El roussonianismo iluminista viene nuevamente al socorro de las reivindicaciones. La consigna harto repetida de la izquierda, según la cual toda injusticia humana es producto de la sociedad, ha llegado para pasar factura. Frente a la obesidad, el Estado debe necesariamente responsabilizarse por lo que constituye algo obviamente relativo a la responsabilidad individual. La emancipación del individuo, que siempre fue un objetivo a alcanzar, llega finalmente a materializarse, pues logró un estatuto de autonomía en el que es libre para ser feliz y será el único culpable si no lo consigue. Pero esta realidad choca paradójicamente con la demanda de una constante asistencia externa, producto de esas consignas roussonianas en las que quien padece es una víctima de agentes externos. Parafraseando a Bruckner, es el establecimiento de la consigna del “déjame en paz y ocúpate de mí”.
La idea de que El “Estado”, o la “sociedad”, son los culpables de la infelicidad que causan las decisiones irresponsables que los individuos o grupos humanos cometen no es en absoluto nada nuevo.

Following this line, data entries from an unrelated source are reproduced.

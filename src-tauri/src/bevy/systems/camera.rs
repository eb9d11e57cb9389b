//! Camera projection and orbit control
//!
//! The projection keeps a fixed horizontal field of view, widened for
//! portrait surfaces, and the orbit controller responds to mouse input
//! forwarded from the frontend.

use bevy::{math::Vec3, prelude::*};

use crate::bevy::components::CameraController;
use crate::bevy::resources::{MouseInputRes, OrbitCameraState};
use crate::config::camera::*;

/// Vertical field of view (radians) for a surface of the given size
///
/// Derived from [`HORIZONTAL_FOV_DEGREES`]; on portrait surfaces the
/// horizontal angle is first divided by `height / width`.
pub fn vertical_fov(width: f32, height: f32) -> f32 {
    let aspect = width / height;
    let mut horizontal = HORIZONTAL_FOV_DEGREES;
    if height > width {
        horizontal /= height / width;
    }
    2.0 * ((horizontal.to_radians() / 2.0).tan() / aspect).atan()
}

/// Perspective projection for a surface of the given size
pub fn surface_projection(width: u32, height: u32) -> PerspectiveProjection {
    let (width, height) = (width as f32, height as f32);
    PerspectiveProjection {
        fov: vertical_fov(width, height),
        aspect_ratio: width / height,
        near: NEAR,
        far: FAR,
        ..default()
    }
}

/// Point an existing projection at a new surface size
pub fn fit_projection(projection: &mut Projection, width: u32, height: u32) {
    if let Projection::Perspective(perspective) = projection {
        let fitted = surface_projection(width, height);
        perspective.fov = fitted.fov;
        perspective.aspect_ratio = fitted.aspect_ratio;
    }
}

/// Update camera transform based on mouse input
/// Implements orbit camera control:
/// - Left button drag: rotate camera (yaw/pitch)
/// - Scroll wheel: zoom (adjust distance)
pub fn update_camera_from_input(
    mouse_input_res: Option<Res<MouseInputRes>>,
    mut orbit_state: ResMut<OrbitCameraState>,
    mut camera_query: Query<&mut Transform, With<CameraController>>,
) {
    let Some(mouse_res) = mouse_input_res else {
        return;
    };

    let Ok(input) = mouse_res.0.take() else {
        return;
    };

    let moved = apply_orbit_input(
        &mut orbit_state,
        input.left_button,
        input.delta_x,
        input.delta_y,
        input.scroll_delta,
    );
    if !moved {
        return;
    }

    for mut transform in camera_query.iter_mut() {
        *transform = orbit_state.transform();
    }
}

/// Fold one frame of mouse input into the orbit. Returns whether it changed.
pub fn apply_orbit_input(
    orbit_state: &mut OrbitCameraState,
    left_button: bool,
    delta_x: f32,
    delta_y: f32,
    scroll_delta: f32,
) -> bool {
    let mut moved = false;

    // Apply rotation when left button is held
    if left_button && (delta_x != 0.0 || delta_y != 0.0) {
        orbit_state.yaw -= delta_x * ROTATION_SPEED;
        orbit_state.pitch -= delta_y * ROTATION_SPEED;

        // Clamp pitch to prevent camera flipping
        orbit_state.pitch = orbit_state.pitch.clamp(MIN_PITCH, MAX_PITCH);
        moved = true;
    }

    // Apply zoom from scroll wheel
    if scroll_delta != 0.0 {
        orbit_state.distance -= scroll_delta * ZOOM_SPEED;
        orbit_state.distance = orbit_state.distance.clamp(MIN_DISTANCE, MAX_DISTANCE);
        moved = true;
    }

    moved
}

#[cfg(test)]
mod tests {
    use super::*;

    fn horizontal_fov_degrees(projection: &PerspectiveProjection) -> f32 {
        (2.0 * ((projection.fov / 2.0).tan() * projection.aspect_ratio).atan()).to_degrees()
    }

    #[test]
    fn landscape_keeps_forty_degrees_horizontally() {
        let projection = surface_projection(800, 600);
        assert!((projection.aspect_ratio - 800.0 / 600.0).abs() < 1e-6);
        assert!((horizontal_fov_degrees(&projection) - 40.0).abs() < 1e-3);
        assert_eq!(projection.near, 1.0);
        assert_eq!(projection.far, 1000.0);
    }

    #[test]
    fn portrait_narrows_horizontal_fov() {
        let projection = surface_projection(600, 800);
        // 40 / (800 / 600)
        assert!((horizontal_fov_degrees(&projection) - 30.0).abs() < 1e-3);
        assert!(projection.fov > surface_projection(800, 600).fov);
    }

    #[test]
    fn fitted_aspect_matches_display() {
        let mut projection = Projection::from(surface_projection(800, 600));
        fit_projection(&mut projection, 1920, 1080);
        let Projection::Perspective(perspective) = projection else {
            panic!("expected a perspective projection");
        };
        assert!((perspective.aspect_ratio - 1920.0 / 1080.0).abs() < 1e-6);
    }

    #[test]
    fn pitch_and_distance_are_clamped() {
        let mut orbit = OrbitCameraState::default();
        assert!(apply_orbit_input(&mut orbit, true, 0.0, -10_000.0, 0.0));
        assert_eq!(orbit.pitch, MAX_PITCH);

        assert!(apply_orbit_input(&mut orbit, false, 0.0, 0.0, 10_000.0));
        assert_eq!(orbit.distance, MIN_DISTANCE);
    }

    #[test]
    fn drag_without_button_is_ignored() {
        let mut orbit = OrbitCameraState::default();
        let before = orbit.clone();
        assert!(!apply_orbit_input(&mut orbit, false, 25.0, 10.0, 0.0));
        assert_eq!(orbit, before);
    }

    #[test]
    fn dragging_rotates_camera_around_center() {
        let mut app = App::new();
        app.insert_resource(OrbitCameraState::default())
            .insert_resource(MouseInputRes(Default::default()))
            .add_systems(Update, update_camera_from_input);
        let camera = app
            .world_mut()
            .spawn((CameraController, OrbitCameraState::default().transform()))
            .id();

        {
            let input = app.world().resource::<MouseInputRes>().0.clone();
            let mut guard = input.0.lock().unwrap();
            guard.left_button = true;
            guard.delta_x = 100.0;
        }
        app.update();

        let transform = app.world().get::<Transform>(camera).unwrap();
        let distance = transform.translation.distance(Vec3::ZERO);
        assert!((distance - 5000f32.sqrt()).abs() < 1e-2);
        assert!(!transform
            .translation
            .abs_diff_eq(Vec3::new(-40.0, 30.0, 50.0), 1e-2));
    }
}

Se repite en una cantinela constante, sofocante, que ha llegado al punto de saturación. La sociedad organizada podrá incentivar programas educativos con la intención de fomentar una dieta saludable o planes de actividad contra el sedentarismo, pero, ¿qué mas? ¿Quizás acaso, comenzar con campañas prohibitivas? No, no, no es el fin último de este tipo de reivindicaciones: detrás de estas campañas se puede observar la intención de sus promotores de ser incluidos en la lista de “discriminados positivamente”, con privilegios, cupos y demás políticas conocidas. La felicidad, parece ser “obligatoria”. Es que la modernidad tiene eso, nos sorprende con esta extraña mezcla de fomento de la irresponsabilidad individualista y la colectivización de las culpas.
El problema está lejos de no competer a la izquierda. Es la indiscutida artífice —y no la única— de una mecánica de descontento jamás satisfecho que nuevamente escapa a su control. Se debe superar el círculo vicioso de la búsqueda de una felicidad en el consumo, pues en lugar de acercarnos a ella nos alejamos cada vez más. Por el contrario, deben integrarse demandas posibles de ser contempladas en un marco de responsabilidad personal y comunitaria. Buen ejemplo de ello ha resultado ser la existencia casi centenaria de Alcohólicos Anónimos, una organización mundial que ha demostrado ser una verdadera salida a los problemas que representa el alcoholismo.
Realizando un esfuerzo de comprensión del fenómeno, Alain de Benoist sugiere que quizá el consumo moderno no se interese suficientemente por los placeres de la carne y no se preocupe bastante de la experiencia de los sentidos, estando demasiado obsesionado con una serie de productos que filtran las gratificaciones sensoriales y eróticas. Una buena parte de los bienes considerados esenciales para un elevado nivel de vida —alimentos hipercalóricos— son más anestesiantes que sensuales, más avaros que generosos. La reflexión sigue abierta.